**Your task:** Please restate the material below word for word, from the first line through the one that contains "let caret_col = self.mark.column.saturating_sub(1)", inclusive.
*** Opening Information supplied ***
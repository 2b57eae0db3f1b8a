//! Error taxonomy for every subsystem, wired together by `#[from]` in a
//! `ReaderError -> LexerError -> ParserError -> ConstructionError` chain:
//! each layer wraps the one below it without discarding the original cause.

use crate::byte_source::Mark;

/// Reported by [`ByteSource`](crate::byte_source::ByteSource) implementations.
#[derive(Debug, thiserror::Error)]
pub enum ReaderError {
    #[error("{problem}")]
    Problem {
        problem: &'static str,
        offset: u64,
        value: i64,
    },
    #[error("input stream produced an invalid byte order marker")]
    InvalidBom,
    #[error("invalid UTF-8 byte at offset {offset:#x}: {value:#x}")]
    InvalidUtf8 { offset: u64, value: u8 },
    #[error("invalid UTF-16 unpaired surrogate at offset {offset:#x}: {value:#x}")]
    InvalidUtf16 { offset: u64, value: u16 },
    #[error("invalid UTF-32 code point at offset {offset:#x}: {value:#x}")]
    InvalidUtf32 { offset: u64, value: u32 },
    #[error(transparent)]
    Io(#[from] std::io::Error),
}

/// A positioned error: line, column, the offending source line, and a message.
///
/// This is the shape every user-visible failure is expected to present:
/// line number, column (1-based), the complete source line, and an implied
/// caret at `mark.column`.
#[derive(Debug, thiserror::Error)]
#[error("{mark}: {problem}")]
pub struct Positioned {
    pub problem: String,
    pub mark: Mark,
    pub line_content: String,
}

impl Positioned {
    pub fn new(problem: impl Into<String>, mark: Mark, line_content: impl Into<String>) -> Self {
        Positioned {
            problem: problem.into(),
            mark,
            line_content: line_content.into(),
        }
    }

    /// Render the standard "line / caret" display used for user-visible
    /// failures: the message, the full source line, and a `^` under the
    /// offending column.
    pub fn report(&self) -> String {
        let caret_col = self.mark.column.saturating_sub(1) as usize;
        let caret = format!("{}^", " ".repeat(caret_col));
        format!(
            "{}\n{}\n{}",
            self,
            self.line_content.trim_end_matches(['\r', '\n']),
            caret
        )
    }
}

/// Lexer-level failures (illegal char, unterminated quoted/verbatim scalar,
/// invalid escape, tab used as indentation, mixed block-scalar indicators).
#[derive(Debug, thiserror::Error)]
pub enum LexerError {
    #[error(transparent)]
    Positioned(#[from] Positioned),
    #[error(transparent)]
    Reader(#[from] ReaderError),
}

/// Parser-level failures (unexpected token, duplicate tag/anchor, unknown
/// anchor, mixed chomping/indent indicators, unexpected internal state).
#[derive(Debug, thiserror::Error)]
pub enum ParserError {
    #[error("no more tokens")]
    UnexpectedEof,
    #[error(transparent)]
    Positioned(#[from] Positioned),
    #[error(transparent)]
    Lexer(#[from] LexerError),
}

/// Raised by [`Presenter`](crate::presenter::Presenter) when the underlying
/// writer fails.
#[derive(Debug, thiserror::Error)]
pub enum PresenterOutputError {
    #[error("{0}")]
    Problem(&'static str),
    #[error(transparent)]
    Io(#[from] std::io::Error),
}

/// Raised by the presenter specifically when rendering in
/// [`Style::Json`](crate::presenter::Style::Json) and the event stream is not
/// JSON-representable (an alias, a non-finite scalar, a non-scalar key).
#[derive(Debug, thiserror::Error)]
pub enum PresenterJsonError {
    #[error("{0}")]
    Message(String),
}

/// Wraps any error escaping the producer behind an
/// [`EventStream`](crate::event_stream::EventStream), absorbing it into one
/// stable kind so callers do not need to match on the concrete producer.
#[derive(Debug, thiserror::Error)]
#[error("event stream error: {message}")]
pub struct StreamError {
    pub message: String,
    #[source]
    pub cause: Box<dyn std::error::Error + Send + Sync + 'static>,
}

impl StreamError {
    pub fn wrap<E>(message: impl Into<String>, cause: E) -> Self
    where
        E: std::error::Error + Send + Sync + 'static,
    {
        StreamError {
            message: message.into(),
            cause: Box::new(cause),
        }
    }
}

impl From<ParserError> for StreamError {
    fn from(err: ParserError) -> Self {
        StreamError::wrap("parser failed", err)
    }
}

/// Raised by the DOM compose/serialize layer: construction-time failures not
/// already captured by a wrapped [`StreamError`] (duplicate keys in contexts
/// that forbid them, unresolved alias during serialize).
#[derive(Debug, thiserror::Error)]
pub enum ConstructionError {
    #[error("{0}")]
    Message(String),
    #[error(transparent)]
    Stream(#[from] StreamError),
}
*** Closing Information supplied ***
**Exercise result:**
repository 2b57eae0db3f1b8a
//! Error taxonomy for every subsystem, wired together by `#[from]` in a
//! `ReaderError -> LexerError -> ParserError -> ConstructionError` chain:
//! each layer wraps the one below it without discarding the original cause.

use crate::byte_source::Mark;

/// Reported by [`ByteSource`](crate::byte_source::ByteSource) implementations.
#[derive(Debug, thiserror::Error)]
pub enum ReaderError {
    #[error("{problem}")]
    Problem {
        problem: &'static str,
        offset: u64,
        value: i64,
    },
    #[error("input stream produced an invalid byte order marker")]
    InvalidBom,
    #[error("invalid UTF-8 byte at offset {offset:#x}: {value:#x}")]
    InvalidUtf8 { offset: u64, value: u8 },
    #[error("invalid UTF-16 unpaired surrogate at offset {offset:#x}: {value:#x}")]
    InvalidUtf16 { offset: u64, value: u16 },
    #[error("invalid UTF-32 code point at offset {offset:#x}: {value:#x}")]
    InvalidUtf32 { offset: u64, value: u32 },
    #[error(transparent)]
    Io(#[from] std::io::Error),
}

/// A positioned error: line, column, the offending source line, and a message.
///
/// This is the shape every user-visible failure is expected to present:
/// line number, column (1-based), the complete source line, and an implied
/// caret at `mark.column`.
#[derive(Debug, thiserror::Error)]
#[error("{mark}: {problem}")]
pub struct Positioned {
    pub problem: String,
    pub mark: Mark,
    pub line_content: String,
}

impl Positioned {
    pub fn new(problem: impl Into<String>, mark: Mark, line_content: impl Into<String>) -> Self {
        Positioned {
            problem: problem.into(),
            mark,
            line_content: line_content.into(),
        }
    }

    /// Render the standard "line / caret" display used for user-visible
    /// failures: the message, the full source line, and a `^` under the
    /// offending column.
    pub fn report(&self) -> String {
        let caret_col = self.mark.column.saturating_sub(1) as usize;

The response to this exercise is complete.